Report, word for word, every line of the material that contains "Result".
# # # # # # #
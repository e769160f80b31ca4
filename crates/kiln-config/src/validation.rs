//! Pluggable config validation strategies
//!
//! Separates filesystem validation (for CLI use) from schema validation (for library use).

use std::collections::BTreeSet;
use std::path::Path;

use regex::Regex;

use crate::config::KilnConfig;
use crate::error::{ConfigError, Result};

/// Lint rules the script checker knows about.
pub const KNOWN_LINT_RULES: &[&str] = &["no-debugger", "no-dupe-keys", "no-with", "no-unused-labels"];

/// Extensions owned by other rule categories; a style dialect may not claim them.
const RESERVED_EXTENSIONS: &[&str] = &[
    "js", "jsx", "mjs", "ts", "tsx", "json", "html", "bmp", "gif", "jpg", "jpeg", "png", "svg",
];

/// Trait for pluggable config validation strategies
pub trait ConfigValidator {
    fn validate(&self, config: &KilnConfig) -> Result<()>;
}

/// Schema-only validation (no filesystem checks)
///
/// # Example
///
/// ```
/// use kiln_config::{ConfigValidator, KilnConfig, SchemaValidator};
///
/// SchemaValidator.validate(&KilnConfig::default()).unwrap();
/// ```
pub struct SchemaValidator;

impl ConfigValidator for SchemaValidator {
    fn validate(&self, config: &KilnConfig) -> Result<()> {
        if config.entries.is_empty() {
            return Err(ConfigError::NoEntries);
        }

        let mut names = BTreeSet::new();
        for entry in &config.entries {
            if entry.name.trim().is_empty() || !is_artifact_name(&entry.name) {
                return Err(schema(
                    format!("invalid entry name '{}'", entry.name),
                    "Entry names may contain letters, digits, '-' and '_'",
                ));
            }
            if RESERVED_CHUNK_NAMES.contains(&entry.name.as_str()) {
                return Err(schema(
                    format!("entry name '{}' is reserved", entry.name),
                    "The vendors chunk already uses this name; rename the entry",
                ));
            }
            if entry.modules.is_empty() {
                return Err(schema(
                    format!("entry '{}' lists no modules", entry.name),
                    "Add at least one module request to the entry",
                ));
            }
            if !names.insert(entry.name.as_str()) {
                return Err(schema(
                    format!("duplicate entry name '{}'", entry.name),
                    "Entry names must be unique",
                ));
            }
        }

        if config.output_dir.as_os_str().is_empty() || config.output_path() == config.root {
            return Err(ConfigError::InvalidValue {
                field: "output_dir".to_string(),
                hint: Some("The output directory must be a subdirectory of the project".to_string()),
            });
        }

        for (name, global) in config.effective_externals() {
            if name.trim().is_empty() || global.trim().is_empty() {
                return Err(schema(
                    "external names and globals cannot be empty".to_string(),
                    "Remove empty keys or values from [externals]",
                ));
            }
        }

        let workers = &config.workers;
        if workers.script_workers == 0 || workers.style_workers == 0 || workers.parallel_jobs == 0 {
            return Err(ConfigError::InvalidValue {
                field: "workers".to_string(),
                hint: Some("Worker counts and parallel_jobs must be at least 1".to_string()),
            });
        }

        for rule in &config.ignore {
            compile("ignore.request", &rule.request)?;
            if let Some(context) = &rule.context {
                compile("ignore.context", context)?;
            }
        }
        let sw = &config.service_worker;
        compile("service_worker.dont_cache_bust", &sw.dont_cache_bust)?;
        for pattern in sw.navigate_fallback_denylist.iter().chain(&sw.exclude) {
            compile("service_worker", pattern)?;
        }

        for ext in config.styles.dialects.keys() {
            let normalized = ext.trim_start_matches('.').to_ascii_lowercase();
            if normalized.is_empty() || RESERVED_EXTENSIONS.contains(&normalized.as_str()) {
                return Err(schema(
                    format!("style dialect table claims reserved extension '{ext}'"),
                    "Map only stylesheet extensions such as css, less or scss",
                ));
            }
            if normalized != *ext {
                return Err(schema(
                    format!("style dialect key '{ext}' must be a bare lowercase extension"),
                    "Write keys without the leading dot, e.g. less = \"less\"",
                ));
            }
        }

        for rule in config.scripts.lint.keys() {
            if !KNOWN_LINT_RULES.contains(&rule.as_str()) {
                return Err(schema(
                    format!("unknown lint rule '{rule}'"),
                    &format!("Known rules: {}", KNOWN_LINT_RULES.join(", ")),
                ));
            }
        }

        if config.scripts.target.parse::<TargetCheck>().is_err() {
            return Err(ConfigError::InvalidValue {
                field: "scripts.target".to_string(),
                hint: Some("Use es5, es2015 ... es2024 or esnext".to_string()),
            });
        }

        Ok(())
    }
}

/// Filesystem validator (for CLI use)
///
/// Runs [`SchemaValidator`] and then checks that the source directory and the
/// HTML template exist.
pub struct FsValidator;

impl ConfigValidator for FsValidator {
    fn validate(&self, config: &KilnConfig) -> Result<()> {
        SchemaValidator.validate(config)?;

        let source = config.source_path();
        if !source.is_dir() {
            return Err(ConfigError::SourceDirNotFound { path: source });
        }

        let template = config.template_path();
        if !template.is_file() {
            return Err(ConfigError::TemplateNotFound { path: template });
        }

        Ok(())
    }
}

/// Convenience function for schema-only validation
pub fn validate_schema(config: &KilnConfig) -> Result<()> {
    SchemaValidator.validate(config)
}

/// Convenience function for schema plus filesystem validation
pub fn validate_fs(config: &KilnConfig) -> Result<()> {
    FsValidator.validate(config)
}

fn schema(message: String, hint: &str) -> ConfigError {
    ConfigError::SchemaValidation {
        message,
        hint: Some(hint.to_string()),
    }
}

fn compile(field: &str, pattern: &str) -> Result<Regex> {
    Regex::new(pattern).map_err(|e| ConfigError::InvalidValue {
        field: field.to_string(),
        hint: Some(format!("'{pattern}' is not a valid regular expression: {e}")),
    })
}

/// Chunk names the bundler assigns itself.
const RESERVED_CHUNK_NAMES: &[&str] = &["vendors"];

/// `~` joins entry names into common chunk names, so entries cannot use it.
fn is_artifact_name(name: &str) -> bool {
    name.chars()
        .all(|c| c.is_ascii_alphanumeric() || matches!(c, '-' | '_'))
}

struct TargetCheck;

impl std::str::FromStr for TargetCheck {
    type Err = ();

    fn from_str(s: &str) -> std::result::Result<Self, Self::Err> {
        let s = s.to_ascii_lowercase();
        let ok = s == "es5"
            || s == "esnext"
            || s.strip_prefix("es")
                .and_then(|year| year.parse::<u32>().ok())
                .is_some_and(|year| (2015..=2024).contains(&year));
        if ok { Ok(TargetCheck) } else { Err(()) }
    }
}

#[cfg(test)]
mod tests {
    use super::*;

    #[test]
    fn default_config_passes_schema() {
        assert!(validate_schema(&KilnConfig::default()).is_ok());
    }

    #[test]
    fn target_check_accepts_known_levels() {
        for target in ["es5", "es2015", "ES2020", "esnext"] {
            assert!(target.parse::<TargetCheck>().is_ok(), "{target}");
        }
        for target in ["es3", "es2099", "latest"] {
            assert!(target.parse::<TargetCheck>().is_err(), "{target}");
        }
    }

    #[test]
    fn artifact_names() {
        assert!(is_artifact_name("index"));
        assert!(is_artifact_name("admin-v2"));
        assert!(!is_artifact_name("a/b"));
        assert!(!is_artifact_name("a.b"));
        assert!(!is_artifact_name("index~admin"));
    }

    #[test]
    fn rooted_config_passes_schema() {
        let cfg = KilnConfig::with_root(Path::new("/tmp/project"));
        assert!(SchemaValidator.validate(&cfg).is_ok());
    }
}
# # # # # # #
*RESPONSE BOX*:
use crate::error::{ConfigError, Result};
    fn validate(&self, config: &KilnConfig) -> Result<()>;
    fn validate(&self, config: &KilnConfig) -> Result<()> {
    fn validate(&self, config: &KilnConfig) -> Result<()> {
pub fn validate_schema(config: &KilnConfig) -> Result<()> {
pub fn validate_fs(config: &KilnConfig) -> Result<()> {
fn compile(field: &str, pattern: &str) -> Result<Regex> {
    fn from_str(s: &str) -> std::result::Result<Self, Self::Err> {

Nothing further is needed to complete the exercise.